On the road to romance…

Mark Twain wrote in A Tramp Abroad, "Out of a billowy upheaval of vivid green foliage rises the huge ruin of Heidelberg Castle, with empty window arches, ivy-mailed battlements, moldering towers—the Lear of inanimate nature—deserted, discrowned, beaten by the storms, but royal still, and beautiful."

Heidelberg, along Germany’s castle road, was relatively spared during World War II. As a result, Heidelberg has retained its baroque charm of narrow streets, picturesque houses and of course the world-famous castle that inspired Twain and other writers and philosophers.

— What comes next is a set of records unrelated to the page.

//! `Value` — the dynamic data every matcher inspects
//!
//! Scalars and materialized containers are plain variants. Two variants carry
//! behavior instead of data:
//!
//! - [`Value::Object`] reads properties through a [`RecordSource`], whose
//!   accessors may be impure (counters, randomness, computed getters).
//! - [`Value::Sequence`] wraps a one-pass [`Sequence`]; pulling a value consumes it.
//!
//! Both are shared by handle: cloning a `Value` never re-reads a source.
//!
//! # Extensibility via `Custom`
//!
//! Opaque host data that patterns only compare by identity (or inspect in a
//! custom matcher) goes in `Value::Custom(Arc::new(your_type))`.

use std::any::Any;
use std::collections::BTreeMap;
use std::fmt::{self, Debug};
use std::sync::{Arc, Mutex, PoisonError};

/// A keyed record whose properties are produced on demand.
///
/// `get` may have side effects: every call is a real read. The engine never
/// assumes two reads return the same value; alternation wraps sources in a
/// memoizing layer instead (see [`CachedValue`](crate::CachedValue)).
///
/// # Example
///
/// ```
/// use std::sync::atomic::{AtomicUsize, Ordering};
/// use std::sync::Arc;
/// use rematch::{RecordSource, Value};
///
/// #[derive(Debug, Default)]
/// struct Ticker(AtomicUsize);
///
/// impl RecordSource for Ticker {
///     fn keys(&self) -> Vec<String> {
///         vec!["tick".into()]
///     }
///
///     fn get(&self, key: &str) -> Option<Value> {
///         (key == "tick").then(|| Value::from(self.0.fetch_add(1, Ordering::SeqCst) as f64))
///     }
/// }
///
/// let value = Value::Object(Arc::new(Ticker::default()));
/// assert_eq!(value.get("tick"), Some(Value::from(0.0)));
/// assert_eq!(value.get("tick"), Some(Value::from(1.0)));
/// ```
pub trait RecordSource: Send + Sync + Debug {
    /// Property names, in any order.
    fn keys(&self) -> Vec<String>;

    /// Read one property. `None` when the property does not exist.
    fn get(&self, key: &str) -> Option<Value>;

    /// Whether `key` names a property. Must not run the accessor.
    fn contains_key(&self, key: &str) -> bool {
        self.keys().iter().any(|k| k == key)
    }

    /// Human-readable type identifier, reported in type mismatches.
    fn type_name(&self) -> &'static str {
        "object"
    }
}

/// Extension trait for opaque host values.
///
/// Implement this for domain types that patterns should carry around
/// untouched, then wrap with `Value::Custom(Arc::new(your_type))`.
/// Custom matchers downcast through [`as_any`](Self::as_any).
pub trait CustomValue: Send + Sync + Debug {
    /// Returns a human-readable type identifier, e.g. `"timestamp"`.
    fn custom_type_name(&self) -> &'static str;

    /// Returns a reference to `self` as `&dyn Any` for downcasting.
    fn as_any(&self) -> &dyn Any;
}

type Source = Box<dyn Iterator<Item = Value> + Send>;

/// A one-pass, lazily produced sequence of values.
///
/// Clones share the same underlying source: a value pulled through one clone
/// is gone for all of them. Replaying requires a [`Cursor`](crate::Cursor)
/// or a [`SequenceCache`](crate::SequenceCache).
#[derive(Clone)]
pub struct Sequence {
    source: Arc<Mutex<Source>>,
}

impl Sequence {
    /// Wrap any sendable iterator.
    pub fn new<I>(values: I) -> Self
    where
        I: IntoIterator<Item = Value>,
        I::IntoIter: Send + 'static,
    {
        Self {
            source: Arc::new(Mutex::new(Box::new(values.into_iter()))),
        }
    }

    /// Pull the next value from the source.
    pub fn pull(&self) -> Option<Value> {
        let mut source = self.source.lock().unwrap_or_else(PoisonError::into_inner);
        source.next()
    }

    /// Returns `true` if both handles share one source.
    #[must_use]
    pub fn ptr_eq(&self, other: &Self) -> bool {
        Arc::ptr_eq(&self.source, &other.source)
    }
}

impl Iterator for Sequence {
    type Item = Value;

    fn next(&mut self) -> Option<Value> {
        self.pull()
    }
}

impl Debug for Sequence {
    fn fmt(&self, f: &mut fmt::Formatter<'_>) -> fmt::Result {
        f.write_str("Sequence(..)")
    }
}

/// The dynamic value type matched by every [`Matcher`](crate::Matcher).
///
/// # Example
///
/// ```
/// use rematch::Value;
///
/// let point = Value::record([("x", Value::from(1)), ("y", Value::from(2))]);
/// assert_eq!(point.get("x"), Some(Value::from(1)));
/// assert_eq!(point.type_name(), "record");
/// assert!(point.is_record_like());
/// ```
#[derive(Clone, Default)]
pub enum Value {
    /// Absence of a value. Doubles as the "unbound" sentinel in patterns.
    #[default]
    Undefined,

    /// Explicit null.
    Null,

    /// Boolean.
    Bool(bool),

    /// Double-precision number.
    Number(f64),

    /// Arbitrary-size integer, kept apart from `Number`.
    BigInt(i128),

    /// Text.
    String(String),

    /// Materialized ordered sequence.
    Array(Vec<Value>),

    /// Plain keyed record.
    Record(BTreeMap<String, Value>),

    /// Keyed record backed by (possibly impure) accessors.
    Object(Arc<dyn RecordSource>),

    /// One-pass lazy sequence.
    Sequence(Sequence),

    /// Opaque host data.
    Custom(Arc<dyn CustomValue>),
}

// Handle-backed variants compare by identity, everything else by value.
impl PartialEq for Value {
    fn eq(&self, other: &Self) -> bool {
        match (self, other) {
            (Self::Undefined, Self::Undefined) | (Self::Null, Self::Null) => true,
            (Self::Bool(a), Self::Bool(b)) => a == b,
            (Self::Number(a), Self::Number(b)) => a == b,
            (Self::BigInt(a), Self::BigInt(b)) => a == b,
            (Self::String(a), Self::String(b)) => a == b,
            (Self::Array(a), Self::Array(b)) => a == b,
            (Self::Record(a), Self::Record(b)) => a == b,
            (Self::Object(a), Self::Object(b)) => {
                std::ptr::addr_eq(Arc::as_ptr(a), Arc::as_ptr(b))
            }
            (Self::Sequence(a), Self::Sequence(b)) => a.ptr_eq(b),
            (Self::Custom(a), Self::Custom(b)) => {
                std::ptr::addr_eq(Arc::as_ptr(a), Arc::as_ptr(b))
            }
            _ => false,
        }
    }
}

impl Debug for Value {
    fn fmt(&self, f: &mut fmt::Formatter<'_>) -> fmt::Result {
        match self {
            Self::Undefined => f.write_str("Undefined"),
            Self::Null => f.write_str("Null"),
            Self::Bool(b) => f.debug_tuple("Bool").field(b).finish(),
            Self::Number(n) => f.debug_tuple("Number").field(n).finish(),
            Self::BigInt(n) => f.debug_tuple("BigInt").field(n).finish(),
            Self::String(s) => f.debug_tuple("String").field(s).finish(),
            Self::Array(items) => f.debug_list().entries(items).finish(),
            Self::Record(fields) => f.debug_map().entries(fields).finish(),
            Self::Object(source) => f.debug_tuple("Object").field(source).finish(),
            Self::Sequence(seq) => seq.fmt(f),
            Self::Custom(custom) => f.debug_tuple("Custom").field(custom).finish(),
        }
    }
}

impl Value {
    /// Build a record from key/value pairs.
    pub fn record<K, I>(fields: I) -> Self
    where
        K: Into<String>,
        I: IntoIterator<Item = (K, Value)>,
    {
        Self::Record(fields.into_iter().map(|(k, v)| (k.into(), v)).collect())
    }

    /// Wrap an iterator as a one-pass lazy sequence.
    pub fn sequence<I>(values: I) -> Self
    where
        I: IntoIterator<Item = Value>,
        I::IntoIter: Send + 'static,
    {
        Self::Sequence(Sequence::new(values))
    }

    /// Returns `true` if this is the `Undefined` variant.
    #[inline]
    #[must_use]
    pub fn is_undefined(&self) -> bool {
        matches!(self, Self::Undefined)
    }

    /// Returns `true` if this is the `Null` variant.
    #[inline]
    #[must_use]
    pub fn is_null(&self) -> bool {
        matches!(self, Self::Null)
    }

    /// Returns `true` if this is the `Bool` variant.
    #[inline]
    #[must_use]
    pub fn is_bool(&self) -> bool {
        matches!(self, Self::Bool(_))
    }

    /// Returns `true` if this is the `Number` variant.
    #[inline]
    #[must_use]
    pub fn is_number(&self) -> bool {
        matches!(self, Self::Number(_))
    }

    /// Returns `true` if this is the `BigInt` variant.
    #[inline]
    #[must_use]
    pub fn is_bigint(&self) -> bool {
        matches!(self, Self::BigInt(_))
    }

    /// Returns `true` if this is the `String` variant.
    #[inline]
    #[must_use]
    pub fn is_string(&self) -> bool {
        matches!(self, Self::String(_))
    }

    /// Returns `true` for values a sequence pattern can iterate: `Array` and `Sequence`.
    ///
    /// Strings are scalars here, not sequences of characters.
    #[inline]
    #[must_use]
    pub fn is_sequence_like(&self) -> bool {
        matches!(self, Self::Array(_) | Self::Sequence(_))
    }

    /// Returns `true` for keyed values: `Record` and `Object`.
    #[inline]
    #[must_use]
    pub fn is_record_like(&self) -> bool {
        matches!(self, Self::Record(_) | Self::Object(_))
    }

    /// Returns `true` if no part of this value is accessor-backed or one-pass.
    ///
    /// Plain values can be read any number of times with identical results.
    #[must_use]
    pub fn is_plain(&self) -> bool {
        match self {
            Self::Object(_) | Self::Sequence(_) => false,
            Self::Array(items) => items.iter().all(Self::is_plain),
            Self::Record(fields) => fields.values().all(Self::is_plain),
            _ => true,
        }
    }

    /// Try to get the value as a boolean.
    #[inline]
    #[must_use]
    pub fn as_bool(&self) -> Option<bool> {
        match self {
            Self::Bool(b) => Some(*b),
            _ => None,
        }
    }

    /// Try to get the value as a number.
    #[inline]
    #[must_use]
    pub fn as_number(&self) -> Option<f64> {
        match self {
            Self::Number(n) => Some(*n),
            _ => None,
        }
    }

    /// Try to get the value as a big integer.
    #[inline]
    #[must_use]
    pub fn as_bigint(&self) -> Option<i128> {
        match self {
            Self::BigInt(n) => Some(*n),
            _ => None,
        }
    }

    /// Try to get the value as a string slice.
    #[inline]
    #[must_use]
    pub fn as_str(&self) -> Option<&str> {
        match self {
            Self::String(s) => Some(s.as_str()),
            _ => None,
        }
    }

    /// Try to get the value as a materialized array.
    #[inline]
    #[must_use]
    pub fn as_array(&self) -> Option<&[Value]> {
        match self {
            Self::Array(items) => Some(items.as_slice()),
            _ => None,
        }
    }

    /// Try to get the value as a plain record.
    #[inline]
    #[must_use]
    pub fn as_record(&self) -> Option<&BTreeMap<String, Value>> {
        match self {
            Self::Record(fields) => Some(fields),
            _ => None,
        }
    }

    /// Try to get the value as custom host data.
    #[inline]
    #[must_use]
    pub fn as_custom(&self) -> Option<&dyn CustomValue> {
        match self {
            Self::Custom(c) => Some(c.as_ref()),
            _ => None,
        }
    }

    /// Read a property of a record-shaped value.
    ///
    /// For `Object` this runs the accessor. Returns `None` for missing keys
    /// and for values that are not record-shaped.
    #[must_use]
    pub fn get(&self, key: &str) -> Option<Value> {
        match self {
            Self::Record(fields) => fields.get(key).cloned(),
            Self::Object(source) => source.get(key),
            _ => None,
        }
    }

    /// Whether a record-shaped value has `key`, without reading it.
    #[must_use]
    pub fn has_key(&self, key: &str) -> bool {
        match self {
            Self::Record(fields) => fields.contains_key(key),
            Self::Object(source) => source.contains_key(key),
            _ => false,
        }
    }

    /// Property names of a record-shaped value.
    #[must_use]
    pub fn keys(&self) -> Option<Vec<String>> {
        match self {
            Self::Record(fields) => Some(fields.keys().cloned().collect()),
            Self::Object(source) => Some(source.keys()),
            _ => None,
        }
    }

    /// Returns a string describing the type of this value.
    ///
    /// Reported in [`Mismatch::Type`](crate::Mismatch::Type) diagnostics.
    #[must_use]
    pub fn type_name(&self) -> &'static str {
        match self {
            Self::Undefined => "undefined",
            Self::Null => "null",
            Self::Bool(_) => "boolean",
            Self::Number(_) => "number",
            Self::BigInt(_) => "bigint",
            Self::String(_) => "string",
            Self::Array(_) => "array",
            Self::Record(_) => "record",
            Self::Object(source) => source.type_name(),
            Self::Sequence(_) => "sequence",
            Self::Custom(c) => c.custom_type_name(),
        }
    }
}

impl From<bool> for Value {
    fn from(b: bool) -> Self {
        Self::Bool(b)
    }
}

impl From<i32> for Value {
    fn from(n: i32) -> Self {
        Self::Number(f64::from(n))
    }
}

impl From<u32> for Value {
    fn from(n: u32) -> Self {
        Self::Number(f64::from(n))
    }
}

impl From<i64> for Value {
    #[allow(clippy::cast_precision_loss)] // Numbers are doubles
    fn from(n: i64) -> Self {
        Self::Number(n as f64)
    }
}

impl From<f64> for Value {
    fn from(n: f64) -> Self {
        Self::Number(n)
    }
}

impl From<i128> for Value {
    fn from(n: i128) -> Self {
        Self::BigInt(n)
    }
}

impl From<&str> for Value {
    fn from(s: &str) -> Self {
        Self::String(s.to_owned())
    }
}

impl From<String> for Value {
    fn from(s: String) -> Self {
        Self::String(s)
    }
}

impl From<Vec<Value>> for Value {
    fn from(items: Vec<Value>) -> Self {
        Self::Array(items)
    }
}

impl From<BTreeMap<String, Value>> for Value {
    fn from(fields: BTreeMap<String, Value>) -> Self {
        Self::Record(fields)
    }
}

impl From<Sequence> for Value {
    fn from(seq: Sequence) -> Self {
        Self::Sequence(seq)
    }
}

impl<T> From<Option<T>> for Value
where
    T: Into<Value>,
{
    fn from(opt: Option<T>) -> Self {
        opt.map_or(Self::Undefined, Into::into)
    }
}

impl<T: Into<Value>> FromIterator<T> for Value {
    fn from_iter<I: IntoIterator<Item = T>>(iter: I) -> Self {
        Self::Array(iter.into_iter().map(Into::into).collect())
    }
}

The Heidelberg castle is among the most important renaissance structures north of the Alps. Castles were originally built to defend towns, and therefore perched at high points near rivers in order to see enemies from any direction. This schloss is no different. Located 260 feet up on the hillside, it dominates the view down on the Alstadt (Old Town.)

About Germany

The earliest castle structure was built before AD 1214 and later expanded into two castles in 1294. But in 1537, a lightning-bolt destroyed the upper castle. And wouldn’t you know it, lightning struck here twice. In 1764, another bolt destroyed some more of this majesty. In the centuries that followed, the Castle was misused as a quarry. This was stopped in 1800 by Count Charles de Graimberg who made any effort he could to preserve the Heidelberg Castle. Today, you can make the steep climb to the top (or take the tram) and take a tour on the relatively cheap.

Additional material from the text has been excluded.